▸ DATA SUPPLIED:
=== Section Start ===

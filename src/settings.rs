use anyhow::{ensure, Context, Result};
use clap::{Parser, ValueEnum};
use config::{Config, Environment, File};
use ndarray::Array1;
use serde::Deserialize;
use std::env;
use std::fmt;
use std::path::PathBuf;

use crate::helpers::wavelength_grid;

#[cfg(test)]
mod tests {
    use super::*;

    #[test]
    fn default_config_loads() {
        let settings = load_default_config().unwrap();
        assert_eq!(settings.polarization, Polarization::S);
        assert_eq!(settings.grading.step, 5);
        assert_eq!(settings.diffuse.max_iterations, 100);
        assert!((settings.diffuse.min_intensity - 1e-5).abs() < 1e-12);
        assert_eq!(settings.roughness.ema_model, EmaModel::Bruggeman);
    }

    #[test]
    fn grid_follows_range() {
        let mut settings = load_default_config().unwrap();
        settings.wavelength = WavelengthRange {
            start: 400.0,
            end: 420.0,
            step: 10.0,
        };
        assert_eq!(settings.grid().to_vec(), vec![400.0, 410.0, 420.0]);
    }

    #[test]
    fn rejects_invalid_ranges() {
        let mut settings = load_default_config().unwrap();
        settings.grading.step = 0;
        assert!(validate_config(&settings).is_err());
        let mut settings = load_default_config().unwrap();
        settings.wavelength.step = -1.0;
        assert!(validate_config(&settings).is_err());
    }
}

/// Polarization of the incident plane wave.
#[derive(Debug, Clone, Copy, Default, Deserialize, PartialEq, Eq, ValueEnum)]
#[serde(rename_all = "lowercase")]
pub enum Polarization {
    /// Electric field perpendicular to the plane of incidence.
    #[default]
    S,
    /// Electric field parallel to the plane of incidence.
    P,
}

/// Effective-medium rule for roughness interlayers.
#[derive(Debug, Clone, Copy, Default, Deserialize, PartialEq, Eq, ValueEnum)]
#[serde(rename_all = "snake_case")]
pub enum EmaModel {
    Mean,
    #[default]
    Bruggeman,
    MaxwellGarnett,
}

/// Depth at which a graded sub-layer samples its composition.
#[derive(Debug, Clone, Copy, Default, Deserialize, PartialEq, Eq)]
#[serde(rename_all = "lowercase")]
pub enum CompositionSampling {
    /// First mesh node of the slice.
    #[default]
    Start,
    /// Mesh node closest to the middle of the slice.
    Centre,
    /// Average over all nodes of the slice.
    Mean,
}

/// Master wavelength grid in nm, end inclusive.
#[derive(Debug, Clone, Deserialize, PartialEq)]
pub struct WavelengthRange {
    pub start: f64,
    pub end: f64,
    pub step: f64,
}

#[derive(Debug, Clone, Deserialize, PartialEq)]
pub struct GradingSettings {
    /// Band-gap shifted interpolation between reference curves.
    #[serde(default = "default_true")]
    pub advanced: bool,
    /// Mesh nodes per graded sub-layer.
    #[serde(default = "default_grading_step")]
    pub step: usize,
    #[serde(default)]
    pub sampling: CompositionSampling,
}

#[derive(Debug, Clone, Deserialize, PartialEq)]
pub struct RoughnessSettings {
    /// Insert effective-medium interlayers above rough layers.
    #[serde(default = "default_true")]
    pub ema_layer: bool,
    #[serde(default)]
    pub ema_model: EmaModel,
    /// Gaussian damping of Fresnel amplitudes at rough interfaces.
    #[serde(default)]
    pub fresnel_model: bool,
}

#[derive(Debug, Clone, Deserialize, PartialEq)]
pub struct DiffuseSettings {
    #[serde(default = "default_true")]
    pub enabled: bool,
    #[serde(default = "default_max_iterations")]
    pub max_iterations: usize,
    #[serde(default = "default_min_intensity")]
    pub min_intensity: f64,
}

#[derive(Debug, Clone, Default, Deserialize, PartialEq)]
pub struct LambertBeerSettings {
    /// Scale the entering intensity by (1 - R).
    #[serde(default)]
    pub reflection_correction: bool,
}

/// Optional measured curves used for chi-square deviations.
#[derive(Debug, Clone, Default, Deserialize, PartialEq)]
pub struct ReferencePaths {
    pub reflection: Option<PathBuf>,
    pub transmission: Option<PathBuf>,
    pub eqe: Option<PathBuf>,
    pub psi: Option<PathBuf>,
    pub delta: Option<PathBuf>,
}

/// Which optics computations a run performs beyond the spectral scalars.
#[derive(Debug, Clone, Deserialize, PartialEq)]
pub struct Calculations {
    #[serde(default = "default_true")]
    pub field: bool,
    #[serde(default = "default_true")]
    pub absorption: bool,
    #[serde(default = "default_true")]
    pub collection: bool,
    #[serde(default = "default_true")]
    pub quantum_efficiency: bool,
    #[serde(default = "default_true")]
    pub generation: bool,
    #[serde(default)]
    pub ellipsometry: bool,
    #[serde(default)]
    pub lambert_beer: bool,
}

/// Runtime configuration for the application.
#[derive(Debug, Clone, Deserialize, PartialEq)]
pub struct Settings {
    /// Stack description (TOML with a `[[layers]]` list).
    pub stack: PathBuf,
    #[serde(default = "default_output_dir")]
    pub output_dir: PathBuf,
    #[serde(default = "default_material_dir")]
    pub material_dir: PathBuf,
    /// Directory for per-layer `tmp_nk_<name>.txt` exports. Disabled when absent.
    #[serde(default)]
    pub export_dir: Option<PathBuf>,
    pub wavelength: WavelengthRange,
    /// Angle of incidence in degrees.
    #[serde(default)]
    pub angle: f64,
    #[serde(default)]
    pub polarization: Polarization,
    /// Illumination intensity in percent of the spectrum.
    #[serde(default = "default_intensity")]
    pub intensity: f64,
    /// Illumination spectrum (wavelength, P dλ). A flat spectrum is used when absent.
    #[serde(default)]
    pub spectrum: Option<PathBuf>,
    pub grading: GradingSettings,
    pub roughness: RoughnessSettings,
    pub diffuse: DiffuseSettings,
    #[serde(default)]
    pub lambert_beer: LambertBeerSettings,
    #[serde(default)]
    pub references: ReferencePaths,
    pub calculations: Calculations,
}

fn default_true() -> bool {
    true
}

fn default_grading_step() -> usize {
    5
}

fn default_max_iterations() -> usize {
    100
}

fn default_min_intensity() -> f64 {
    1e-5
}

fn default_intensity() -> f64 {
    100.0
}

fn default_output_dir() -> PathBuf {
    PathBuf::from("output")
}

fn default_material_dir() -> PathBuf {
    PathBuf::from("materials")
}

impl Settings {
    /// Master wavelength grid in nm.
    pub fn grid(&self) -> Array1<f64> {
        wavelength_grid(self.wavelength.start, self.wavelength.end, self.wavelength.step)
    }

    /// Multiplier applied to the illumination spectrum.
    pub fn intensity_scale(&self) -> f64 {
        self.intensity / 100.0
    }
}

pub fn load_default_config() -> Result<Settings> {
    let root = retrieve_project_root()?;
    let default_config_file = root.join("config/default.toml");

    let config: Settings = Config::builder()
        .add_source(File::from(default_config_file).required(true))
        .build()
        .context("loading default configuration")?
        .try_deserialize()
        .context("deserializing default configuration")?;

    validate_config(&config)?;

    Ok(config)
}

pub fn load_config() -> Result<Settings> {
    let root = retrieve_project_root()?;

    let default_config_file = root.join("config/default.toml");
    let local_config = root.join("config/local.toml");

    // Check if local config exists, if not use default
    let config_file = if local_config.exists() {
        log::info!("using local configuration: {:?}", local_config);
        local_config
    } else {
        log::info!("using default configuration: {:?}", default_config_file);
        default_config_file
    };

    let mut config: Settings = Config::builder()
        .add_source(File::from(config_file).required(true))
        .add_source(Environment::with_prefix("filmtmm").separator("__"))
        .build()
        .context("loading configuration")?
        .try_deserialize()
        .context("deserializing configuration")?;

    // Parse command-line arguments and override values
    let args = CliArgs::parse();

    if let Some(stack) = args.stack {
        config.stack = stack;
    }
    if let Some(output) = args.output {
        config.output_dir = output;
    }
    if let Some(start) = args.start {
        config.wavelength.start = start;
    }
    if let Some(end) = args.end {
        config.wavelength.end = end;
    }
    if let Some(step) = args.step {
        config.wavelength.step = step;
    }
    if let Some(angle) = args.angle {
        config.angle = angle;
    }
    if let Some(pol) = args.pol {
        config.polarization = pol;
    }
    if let Some(intensity) = args.intensity {
        config.intensity = intensity;
    }
    if let Some(spectrum) = args.spectrum {
        config.spectrum = Some(spectrum);
    }
    if let Some(model) = args.ema {
        config.roughness.ema_model = model;
    }
    if let Some(max_iter) = args.max_iter {
        config.diffuse.max_iterations = max_iter;
    }
    if args.no_diffuse {
        config.diffuse.enabled = false;
    }
    if args.no_export {
        config.export_dir = None;
    }

    validate_config(&config)?;

    log::debug!("{:#?}", config);

    Ok(config)
}

/// Retrieve the project root directory.
/// This function tries to find the project root directory in different ways:
/// 1. If the CARGO_MANIFEST_DIR environment variable is set, use it.
/// 2. If the FILMTMM_ROOT_DIR environment variable is set, use it.
/// 3. If the "config" subdirectory is found in the executable directory or any of its parents, use it.
fn retrieve_project_root() -> Result<PathBuf> {
    if let Ok(manifest_dir) = env::var("CARGO_MANIFEST_DIR") {
        // When running through cargo (e.g. cargo run, cargo test)
        return Ok(PathBuf::from(manifest_dir));
    }
    if let Ok(path) = env::var("FILMTMM_ROOT_DIR") {
        return Ok(PathBuf::from(path));
    }
    // Walk upward from the executable to the nearest directory holding "config"
    let exe_path = env::current_exe().context("locating the current executable")?;
    exe_path
        .ancestors()
        .skip(1)
        .find(|dir| dir.join("config").is_dir())
        .map(|dir| dir.to_path_buf())
        .context("could not find project root directory")
}

pub fn validate_config(config: &Settings) -> Result<()> {
    let range = &config.wavelength;
    ensure!(range.step > 0.0, "wavelength step must be greater than 0");
    ensure!(
        range.start > 0.0 && range.end >= range.start,
        "wavelength range must satisfy 0 < start <= end"
    );
    ensure!(config.grading.step > 0, "grading step must be at least one mesh node");
    ensure!(config.intensity >= 0.0, "illumination intensity must not be negative");
    ensure!(
        config.angle.abs() < 90.0,
        "angle of incidence must lie between -90 and 90 degrees"
    );
    ensure!(
        config.diffuse.min_intensity > 0.0,
        "diffuse minimum intensity must be greater than 0"
    );
    Ok(())
}

#[derive(Parser, Debug)]
#[command(version, about = "filmtmm - transfer-matrix optics of thin-film stacks")]
pub struct CliArgs {
    /// Stack description file (TOML, one `[[layers]]` entry per layer, top to bottom).
    #[arg(short, long)]
    stack: Option<PathBuf>,

    /// Directory for result files.
    #[arg(short, long)]
    output: Option<PathBuf>,

    /// First wavelength of the grid in nm.
    #[arg(long)]
    start: Option<f64>,

    /// Last wavelength of the grid in nm.
    #[arg(long)]
    end: Option<f64>,

    /// Wavelength spacing in nm.
    #[arg(long)]
    step: Option<f64>,

    /// Angle of incidence in degrees.
    #[arg(short, long)]
    angle: Option<f64>,

    /// Polarization of the incident light.
    #[arg(short, long, value_enum)]
    pol: Option<Polarization>,

    /// Illumination intensity in percent of the spectrum.
    #[arg(long)]
    intensity: Option<f64>,

    /// Illumination spectrum file with columns wavelength and P dλ.
    #[arg(long)]
    spectrum: Option<PathBuf>,

    /// Effective-medium rule for roughness interlayers.
    #[arg(long, value_enum)]
    ema: Option<EmaModel>,

    /// Maximum number of diffuse raytracing sweeps.
    #[arg(long)]
    max_iter: Option<usize>,

    /// Disable diffuse (haze) raytracing.
    #[arg(long)]
    no_diffuse: bool,

    /// Skip the per-layer n,k debug export.
    #[arg(long)]
    no_export: bool,
}

impl fmt::Display for Settings {
    fn fmt(&self, f: &mut fmt::Formatter<'_>) -> fmt::Result {
        writeln!(f, "Stack: {}", self.stack.display())?;
        writeln!(
            f,
            "Wavelength: {} - {} nm, step {} nm",
            self.wavelength.start, self.wavelength.end, self.wavelength.step
        )?;
        writeln!(f, "Angle: {} deg, polarization {:?}", self.angle, self.polarization)?;
        writeln!(f, "Intensity: {} %", self.intensity)?;
        writeln!(
            f,
            "Grading: advanced {}, {} nodes per sub-layer, sampling {:?}",
            self.grading.advanced, self.grading.step, self.grading.sampling
        )?;
        writeln!(
            f,
            "Roughness: EMA layer {} ({:?}), Fresnel damping {}",
            self.roughness.ema_layer, self.roughness.ema_model, self.roughness.fresnel_model
        )?;
        writeln!(
            f,
            "Diffuse: enabled {}, max iterations {}, min intensity {:e}",
            self.diffuse.enabled, self.diffuse.max_iterations, self.diffuse.min_intensity
        )
    }
}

=== Section End ===

▸ WORK INSTRUCTIONS:
Look through the entries above and list every line containing "Bruggeman".

▸ TASK OUTPUT:
        assert_eq!(settings.roughness.ema_model, EmaModel::Bruggeman);
    Bruggeman,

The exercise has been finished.